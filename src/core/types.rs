//! EN-001: Shared types: declaration AST, descriptors, harness config,
//! lifecycle states, provenance events, and run reports.
//!
//! Config, event, and report types derive Serialize/Deserialize for YAML and
//! JSONL roundtripping. The declaration AST holds unevaluated `hcl` expressions.

use indexmap::IndexMap;
use serde::{Deserialize, Serialize};
use std::fmt;
use std::path::PathBuf;

/// Region token handed to required variables whose name mentions a location.
pub const DEFAULT_REGION: &str = "eastus";

/// Prefix for placeholder values of required variables.
pub const PLACEHOLDER_PREFIX: &str = "test-";

/// Environment prefix the provisioning tool reads input variables from.
pub const ENV_PREFIX: &str = "TF_VAR_";

/// Provider file staged into the module workspace.
pub const PROVIDER_FILE_NAME: &str = "provider.tf";

/// Default provider file content.
pub const PROVIDER_FILE_CONTENT: &str = r#"
provider "azurerm" {
  features {}
}
"#;

// ============================================================================
// Declaration AST
// ============================================================================

/// One parsed declaration file.
#[derive(Debug, Clone, PartialEq)]
pub struct DeclarationFile {
    /// Path label used in diagnostics
    pub source: PathBuf,

    /// Top-level blocks in source order
    pub blocks: Vec<DeclarationBlock>,
}

impl DeclarationFile {
    /// Iterate over top-level blocks of one kind.
    pub fn blocks_of<'a>(&'a self, kind: &'a str) -> impl Iterator<Item = &'a DeclarationBlock> {
        self.blocks.iter().filter(move |b| b.kind == kind)
    }
}

/// A named, labeled block with unevaluated attributes.
#[derive(Debug, Clone, PartialEq)]
pub struct DeclarationBlock {
    /// Block type (`variable`, `output`, `resource`, ...)
    pub kind: String,

    /// Block labels in order
    pub labels: Vec<String>,

    /// Attributes by name (order-preserving)
    pub attributes: IndexMap<String, hcl::Expression>,

    /// Nested blocks (`validation`, `precondition`, ...)
    pub blocks: Vec<DeclarationBlock>,
}

impl DeclarationBlock {
    /// Look up an attribute expression.
    pub fn attribute(&self, name: &str) -> Option<&hcl::Expression> {
        self.attributes.get(name)
    }
}

// ============================================================================
// Descriptors
// ============================================================================

/// A declared module input.
#[derive(Debug, Clone, PartialEq, Eq, Serialize, Deserialize)]
pub struct VariableDescriptor {
    /// Variable name (the block label)
    pub name: String,

    /// Default coerced to a string; None when the variable is required
    #[serde(default)]
    pub default: Option<String>,

    /// Declared type constraint as source text (e.g. `list(string)`)
    #[serde(default)]
    pub declared_type: Option<String>,

    /// Description, when it is a static string
    #[serde(default)]
    pub description: Option<String>,

    /// Marked sensitive
    #[serde(default)]
    pub sensitive: bool,
}

impl VariableDescriptor {
    pub fn has_default(&self) -> bool {
        self.default.is_some()
    }

    /// Whether the declared type is absent or a plain string.
    pub fn is_string_typed(&self) -> bool {
        matches!(self.declared_type.as_deref(), None | Some("string") | Some("any"))
    }
}

/// A declared module output.
#[derive(Debug, Clone, PartialEq, Eq, Serialize, Deserialize)]
pub struct OutputDescriptor {
    /// Output name (the block label)
    pub name: String,

    /// Declaration-time value; None only under [`OutputPolicy::NamesOnly`]
    #[serde(default)]
    pub value: Option<String>,

    /// Marked sensitive
    #[serde(default)]
    pub sensitive: bool,
}

/// Variables partitioned into required and optional.
#[derive(Debug, Clone, Default, PartialEq, Eq)]
pub struct Classification {
    /// One descriptor per `variable` block, declaration order
    pub variables: Vec<VariableDescriptor>,

    /// Names without a default, declaration order
    pub required: Vec<String>,

    /// Names with a default, mapped to the coerced default
    pub optional_defaults: IndexMap<String, String>,
}

impl Classification {
    pub fn variable(&self, name: &str) -> Option<&VariableDescriptor> {
        self.variables.iter().find(|v| v.name == name)
    }
}

/// Everything the harness learns from a module without running it.
#[derive(Debug, Clone, PartialEq, Eq)]
pub struct ModuleInterface {
    pub variables: Classification,
    pub outputs: Vec<OutputDescriptor>,
}

impl ModuleInterface {
    /// Names of the outputs to validate after apply.
    pub fn output_names(&self) -> Vec<String> {
        self.outputs.iter().map(|o| o.name.clone()).collect()
    }
}

// ============================================================================
// Harness configuration (ensayo.yaml)
// ============================================================================

/// Root harness configuration.
#[derive(Debug, Clone, Serialize, Deserialize)]
pub struct HarnessConfig {
    /// Schema version (must be "1.0")
    #[serde(default = "default_version")]
    pub version: String,

    /// Run each invocation against a temporary copy of the module
    #[serde(default = "default_true")]
    pub isolate: bool,

    /// Provider file staged for the duration of the lifecycle
    #[serde(default)]
    pub provider_file: ProviderFileSpec,

    /// Which files hold the declarations and how outputs are read
    #[serde(default)]
    pub declarations: DeclarationFiles,

    /// Input synthesis policy
    #[serde(default)]
    pub synthesis: SynthesisConfig,

    /// Provisioning tool settings
    #[serde(default)]
    pub provisioner: ProvisionerConfig,
}

impl Default for HarnessConfig {
    fn default() -> Self {
        Self {
            version: default_version(),
            isolate: true,
            provider_file: ProviderFileSpec::default(),
            declarations: DeclarationFiles::default(),
            synthesis: SynthesisConfig::default(),
            provisioner: ProvisionerConfig::default(),
        }
    }
}

fn default_version() -> String {
    "1.0".to_string()
}

fn default_true() -> bool {
    true
}

/// Fixed-content provider/credentials file.
#[derive(Debug, Clone, Serialize, Deserialize)]
pub struct ProviderFileSpec {
    /// File name inside the module directory
    #[serde(default = "default_provider_name")]
    pub name: String,

    /// File content
    #[serde(default = "default_provider_content")]
    pub content: String,
}

impl Default for ProviderFileSpec {
    fn default() -> Self {
        Self {
            name: default_provider_name(),
            content: default_provider_content(),
        }
    }
}

fn default_provider_name() -> String {
    PROVIDER_FILE_NAME.to_string()
}

fn default_provider_content() -> String {
    PROVIDER_FILE_CONTENT.to_string()
}

/// Declaration file names and output policy.
#[derive(Debug, Clone, Serialize, Deserialize)]
pub struct DeclarationFiles {
    #[serde(default = "default_variables_file")]
    pub variables_file: String,

    #[serde(default = "default_outputs_file")]
    pub outputs_file: String,

    #[serde(default)]
    pub outputs: OutputPolicy,
}

impl Default for DeclarationFiles {
    fn default() -> Self {
        Self {
            variables_file: default_variables_file(),
            outputs_file: default_outputs_file(),
            outputs: OutputPolicy::default(),
        }
    }
}

fn default_variables_file() -> String {
    "variables.tf".to_string()
}

fn default_outputs_file() -> String {
    "outputs.tf".to_string()
}

/// How output `value` expressions are treated.
#[derive(Debug, Clone, Copy, Default, PartialEq, Eq, Serialize, Deserialize)]
#[serde(rename_all = "snake_case")]
pub enum OutputPolicy {
    /// Value must evaluate statically
    #[default]
    Static,
    /// Keep the name when the value references runtime state
    NamesOnly,
}

/// Input synthesis policy.
#[derive(Debug, Clone, Serialize, Deserialize)]
pub struct SynthesisConfig {
    /// Prefix for placeholder values (`test-<name>`)
    #[serde(default = "default_placeholder_prefix")]
    pub placeholder_prefix: String,

    /// Ordered name rules; first match wins
    #[serde(default = "default_rules")]
    pub rules: Vec<SynthesisRule>,
}

impl Default for SynthesisConfig {
    fn default() -> Self {
        Self {
            placeholder_prefix: default_placeholder_prefix(),
            rules: default_rules(),
        }
    }
}

fn default_placeholder_prefix() -> String {
    PLACEHOLDER_PREFIX.to_string()
}

fn default_rules() -> Vec<SynthesisRule> {
    vec![SynthesisRule {
        contains: Some("location".to_string()),
        matches: None,
        value: DEFAULT_REGION.to_string(),
    }]
}

/// Maps variable names to a fixed value.
#[derive(Debug, Clone, PartialEq, Eq, Serialize, Deserialize)]
pub struct SynthesisRule {
    /// Case-insensitive substring of the variable name
    #[serde(default)]
    pub contains: Option<String>,

    /// Regular expression over the variable name
    #[serde(default)]
    pub matches: Option<String>,

    /// Value to synthesize
    pub value: String,
}

/// Provisioning tool settings.
#[derive(Debug, Clone, Serialize, Deserialize)]
pub struct ProvisionerConfig {
    /// Tool binary (name on PATH or absolute path)
    #[serde(default = "default_binary")]
    pub binary: String,

    /// Environment prefix for required inputs
    #[serde(default = "default_env_prefix")]
    pub env_prefix: String,

    /// Follow apply with a plan that must report no changes
    #[serde(default = "default_true")]
    pub verify_idempotent: bool,
}

impl Default for ProvisionerConfig {
    fn default() -> Self {
        Self {
            binary: default_binary(),
            env_prefix: default_env_prefix(),
            verify_idempotent: true,
        }
    }
}

fn default_binary() -> String {
    "terraform".to_string()
}

fn default_env_prefix() -> String {
    ENV_PREFIX.to_string()
}

// ============================================================================
// Lifecycle
// ============================================================================

/// Lifecycle state of one invocation.
#[derive(Debug, Clone, Copy, PartialEq, Eq, PartialOrd, Ord, Serialize, Deserialize)]
#[serde(rename_all = "snake_case")]
pub enum LifecycleState {
    Init,
    InputsPrepared,
    Provisioned,
    Validated,
    Destroyed,
    Failed,
}

impl fmt::Display for LifecycleState {
    fn fmt(&self, f: &mut fmt::Formatter<'_>) -> fmt::Result {
        match self {
            Self::Init => write!(f, "INIT"),
            Self::InputsPrepared => write!(f, "INPUTS-PREPARED"),
            Self::Provisioned => write!(f, "PROVISIONED"),
            Self::Validated => write!(f, "VALIDATED"),
            Self::Destroyed => write!(f, "DESTROYED"),
            Self::Failed => write!(f, "FAILED"),
        }
    }
}

// ============================================================================
// Provenance events
// ============================================================================

/// Lifecycle event for the JSONL event log.
#[derive(Debug, Clone, Serialize, Deserialize)]
#[serde(tag = "event", rename_all = "snake_case")]
pub enum LifecycleEvent {
    RunStarted {
        module: String,
        run_id: String,
        fingerprint: String,
        ensayo_version: String,
    },
    InputsPrepared {
        required: Vec<String>,
        optional: Vec<String>,
    },
    Provisioned {
        duration_seconds: f64,
    },
    OutputValidated {
        output: String,
    },
    LifecycleFailed {
        state: LifecycleState,
        error: String,
    },
    Destroyed {
        duration_seconds: f64,
    },
    DestroyFailed {
        error: String,
    },
    RunCompleted {
        run_id: String,
        passed: bool,
        total_seconds: f64,
    },
}

/// Timestamped event wrapper.
#[derive(Debug, Clone, Serialize, Deserialize)]
pub struct TimestampedEvent {
    pub ts: String,
    #[serde(flatten)]
    pub event: LifecycleEvent,
}

// ============================================================================
// Run report
// ============================================================================

/// Persisted summary of one invocation.
#[derive(Debug, Clone, Serialize, Deserialize)]
pub struct RunReport {
    /// Module directory as given
    pub module: String,

    /// Key used for the state directory
    pub module_key: String,

    pub run_id: String,

    /// BLAKE3 fingerprint of the module directory
    pub fingerprint: String,

    /// When the run finished
    pub finished_at: String,

    /// Synthesized values for required variables
    pub synthesized: IndexMap<String, String>,

    /// Defaults passed for optional variables
    pub optional: IndexMap<String, String>,

    /// Outputs checked after apply, with their resolved values
    pub outputs: IndexMap<String, String>,

    /// Furthest state reached before teardown
    pub reached: LifecycleState,

    /// Final state: Destroyed, or Failed
    pub state: LifecycleState,

    pub passed: bool,

    #[serde(default)]
    pub failure: Option<String>,

    /// Teardown error, reported but not a test failure on its own
    #[serde(default)]
    pub destroy_error: Option<String>,

    pub duration_seconds: f64,
}

// ============================================================================
// Tests
// ============================================================================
===============
» Problem description: What lines in the listing contain "directory"? Copy them all.

» Result of the task:
    /// File name inside the module directory
    /// Module directory as given
    /// Key used for the state directory
    /// BLAKE3 fingerprint of the module directory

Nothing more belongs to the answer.